Kegiatan mengantar dan menjemput anak-anak bukan saja ketika mereka itu masih
di PAUD atau di TK, tetapi hingga sampai
menjadi siswa SMP dan bahkan SMA. Kebiasaan seperti itu kadang melahirkan
pandangan aneh.
Seorang PNS dan karyawan harus membolos, meninggalkan pekerjaan, ke luar kantor, dengan alasan menjemput anaknya pulang dari
sekolah. Padahal, anak yang dimaksudkan
itu sudah duduk di SMP. Kekhawatiran dan atau kecintaan orang tua yang
berlebihan itu, sebenarnya justru
menghambat pertumbuhan jiwa anak yang bersangkutan. Mereka dimanja dan bahkan
tidak diajari tentang keberanian, bertanggung jawab, jujur, disiplin, dan seterusnya.

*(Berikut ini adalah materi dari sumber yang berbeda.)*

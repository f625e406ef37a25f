use crate::{Alphabet, IdParams, RandSource, RandomPool, Result};

/// The state every generator owns: the default alphabet and the random byte
/// pool. Generators differ only in how they guard it (`RefCell` vs mutex).
#[derive(Debug)]
pub(crate) struct GeneratorState<R> {
    pub(crate) alphabet: Alphabet,
    pub(crate) pool: RandomPool<R>,
}

impl<R> GeneratorState<R>
where
    R: RandSource,
{
    pub(crate) fn new(alphabet: Alphabet, pool: RandomPool<R>) -> Self {
        Self { alphabet, pool }
    }

    /// Resolve params, acquire bytes, encode. Callers must hold this state
    /// exclusively for the whole call so the serve cannot overlap another.
    pub(crate) fn generate(&mut self, params: &IdParams) -> Result<String> {
        let size = params.resolved_size();
        let multiplier = params.resolved_multiplier(self.pool.multiplier());
        let bytes = self.pool.acquire_with(size, multiplier)?;
        let alphabet = params.alphabet_ref().unwrap_or(&self.alphabet);
        Ok(alphabet.encode(bytes))
    }
}
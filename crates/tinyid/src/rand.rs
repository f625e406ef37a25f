use crate::Result;

/// A source of cryptographically secure random bytes.
///
/// This abstraction allows you to plug in the thread-local CSPRNG, the OS
/// entropy source, or a mocked source in tests.
///
/// # Example
///
/// ```
/// use tinyid::RandSource;
///
/// struct FixedBytes;
/// impl RandSource for FixedBytes {
///     fn try_fill(&self, dst: &mut [u8]) -> tinyid::Result<()> {
///         dst.fill(0x2A);
///         Ok(())
///     }
/// }
///
/// let mut buf = [0u8; 4];
/// FixedBytes.try_fill(&mut buf).unwrap();
/// assert_eq!(buf, [0x2A; 4]);
/// ```
pub trait RandSource {
    /// Fills `dst` entirely with fresh random bytes.
    ///
    /// # Errors
    /// Returns [`Error::Entropy`] if the underlying source fails. On error,
    /// the contents of `dst` are unspecified and must not be used.
    ///
    /// [`Error::Entropy`]: crate::Error::Entropy
    fn try_fill(&self, dst: &mut [u8]) -> Result<()>;
}
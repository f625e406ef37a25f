use crate::{IdParams, RandSource};
use core::fmt;

/// A minimal interface for pooled ID generators.
pub trait IdGenerator<R>
where
    R: RandSource,
{
    type Err: fmt::Debug;

    /// Creates a generator with the default alphabet and multiplier.
    fn new(rng: R) -> Self;

    /// Returns a new identifier using the generator's defaults.
    fn generate(&self) -> String;

    /// A fallible version of [`Self::generate`] that returns a [`Result`].
    ///
    /// # Errors
    /// - May return an error if the random source fails, or if the
    ///   underlying generator uses a lock and it is poisoned.
    ///
    /// [`Result`]: crate::Result
    fn try_generate(&self) -> Result<String, Self::Err>;

    /// Returns a new identifier with per-call overrides applied.
    fn generate_with(&self, params: &IdParams) -> String;

    /// A fallible version of [`Self::generate_with`].
    fn try_generate_with(&self, params: &IdParams) -> Result<String, Self::Err>;
}
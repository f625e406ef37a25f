//! Short, URL-safe random IDs from a pooled secure random source.
//!
//! Randomness acquisition is amortized across many generations: a
//! [`RandomPool`] pre-fetches `size × multiplier` bytes per refill and
//! serves consecutive slices until exhausted. Each random byte is mapped to
//! an [`Alphabet`] character by masking, which is uniform for power-of-two
//! alphabet lengths (the default alphabet has 64 characters).
//!
//! Use [`tinyid()`] for one-off IDs, [`BasicIdGenerator`] for a
//! single-threaded pool, or [`LockIdGenerator`] to share one pool across
//! threads.

mod alphabet;
mod error;
mod generator;
mod params;
mod pool;
mod rand;
mod random_native;
#[cfg(feature = "serde")]
mod serde;

pub use crate::alphabet::*;
pub use crate::error::*;
pub use crate::generator::*;
pub use crate::params::*;
pub use crate::pool::*;
pub use crate::rand::*;
pub use crate::random_native::*;
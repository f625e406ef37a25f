mod basic;
mod interface;
mod lock;
mod mutex;
mod state;

#[cfg(feature = "thread-local")]
mod thread_local;

pub use basic::*;
pub use interface::*;
pub use lock::*;
#[cfg_attr(docsrs, doc(cfg(feature = "thread-local")))]
#[cfg(feature = "thread-local")]
pub use thread_local::*;
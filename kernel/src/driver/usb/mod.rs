//! USB core (§4.6): the host-controller-agnostic device model, descriptor
//! parser, enumeration state machine, hub and HID class drivers, and the
//! class-driver registration table they bind through.

pub mod controller;
pub mod descriptor;
pub mod device;
pub mod driver;
pub mod endpoint;
pub mod enumeration;
pub mod hub;
mod protocol_support;
mod speed;

pub use device::*;
pub use endpoint::*;
pub use protocol_support::*;
pub use speed::*;

use conquer_once::spin::OnceCell;

use crate::driver::hid;
use crate::driver::usb::controller::Controller;
use crate::driver::usb::driver::UsbDriverDescriptor;

#[derive(Debug, Copy, Clone, Eq, PartialEq)]
pub enum Protocol {
    USB2,
    USB3,
    USB3_1,
    USB3_2,
}

static CONTROLLER: OnceCell<Controller> = OnceCell::uninit();

pub static HUB_DRIVER: UsbDriverDescriptor = UsbDriverDescriptor {
    name: "hub",
    probe: hub::probe,
    init: hub::init,
};

/// Registers the class drivers this core ships (§4.6, §4.12, §4.14) and
/// installs the singleton host-controller instance that drivers reach
/// through [`controller()`]. Called once, after the host controller
/// (currently only xHCI, see [`crate::driver::xhci`]) has finished its own
/// bring-up.
pub fn init(host_controller: Controller) {
    CONTROLLER.init_once(|| host_controller);
    driver::register(hid::driver::HID_DRIVER);
    driver::register(HUB_DRIVER);
}

/// The singleton host-controller-plus-device-list the USB core drives.
///
/// # Panics
/// Panics if [`init`] has not run yet.
pub fn controller() -> &'static Controller {
    CONTROLLER.get().expect("usb core not initialized")
}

Orang tua berperan mengarahkan, memberi nasehat, dan
bahkan juga menghukum manakala anak-anak melakukan kesalahan. Anak juga
dianggap sebagai cermin atau simbol keandalan orang tua. Sebagai orang tua,
mereka akan merasa malu tatkala anaknya melakukan kesalahan yang diketahui oleh
masyarakat. Bukan sebaliknya, seperti
sekarang ini, orang tuanya tidak merasa salah tatkala anaknya melakukan
penyimpangan.
Sejarah umat manusia menunjukkan bahwa, kejayaan hanya
akan diraih oleh manusia-manusia cerdas, kuat, ulet, jujur, dan pekerja keras.

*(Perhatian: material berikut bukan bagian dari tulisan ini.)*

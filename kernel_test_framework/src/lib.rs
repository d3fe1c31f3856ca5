#![no_std]
#![deny(unsafe_op_in_unsafe_fn)]

pub use derive::kernel_test;

use linkme::distributed_slice;

/// Function signature used for kernel test functions
pub type KernelTestFn = fn();

/// The source code location of a test function
#[derive(Debug, Clone)]
pub struct SourceLocation {
    /// module of the source location
    pub module: &'static str,
    /// file of the source location
    pub file: &'static str,
    /// line of the source location
    pub line: u32,
    /// column of the source location
    pub column: u32,
}

impl core::fmt::Display for SourceLocation {
    fn fmt(&self, f: &mut core::fmt::Formatter<'_>) -> core::fmt::Result {
        f.write_fmt(format_args!("{}:{}:{}", self.file, self.line, self.column))
    }
}

/// Description of a single kernel test
#[derive(Debug, Clone)]
pub struct KernelTestDescription {
    pub name: &'static str,
    pub fn_name: &'static str,
    pub test_fn: KernelTestFn,
    pub test_location: SourceLocation,
}

#[distributed_slice]
pub static KERNEL_TESTS: [KernelTestDescription] = [..];
//! A collection of very kernel specific building blocks.
//!
//! This module contains foundational building blocks that are kernel-specific.
//! If the need arises, feel free to move stuff into a separate crate.

#![no_std]
#![feature(allocator_api)]
#![feature(box_into_inner)]
#![feature(extend_one_unchecked)]
#![feature(vec_push_within_capacity)]
extern crate alloc;

pub mod falloc;
pub mod future;
pub mod io;
pub mod mem;
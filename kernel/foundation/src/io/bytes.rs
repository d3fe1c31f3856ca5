use crate::io::{Read, ReadError};
use core::slice;

pub struct Bytes<R> {
    reader: R,
}

impl<R: Read<u8>> Bytes<R> {
    pub fn new(reader: R) -> Self {
        Self { reader }
    }
}

impl<R: Read<u8>> Iterator for Bytes<R> {
    type Item = Result<u8, ReadError>;

    fn next(&mut self) -> Option<Self::Item> {
        let mut byte = 0;
        loop {
            match self.reader.read(slice::from_mut(&mut byte)) {
                Ok(n) => {
                    debug_assert_eq!(1, n);
                    return Some(Ok(byte));
                }
                Err(ReadError::TryAgain) => continue,
                Err(ReadError::EndOfStream) => return None,
            }
        }
    }
}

Manusia seperti itu akan lahir dari pendidikan yang dijalankan secara benar.
Kasih sayang kepada anak-anak adalah seharusnya diberikan oleh orang tua. Akan
tetapi, kasih sayang itu harus
diekpresikan secara tepat. Memanjakan kepada anak, dan bahkan secara
berlebih-lebihan, sebenarnya justru akan membunuh masa depannya. Semua itu biasanya dilakukan, oleh
karena, orang tua terlalu mencintai anak
secara berlebihan. Semoga bermanfaat.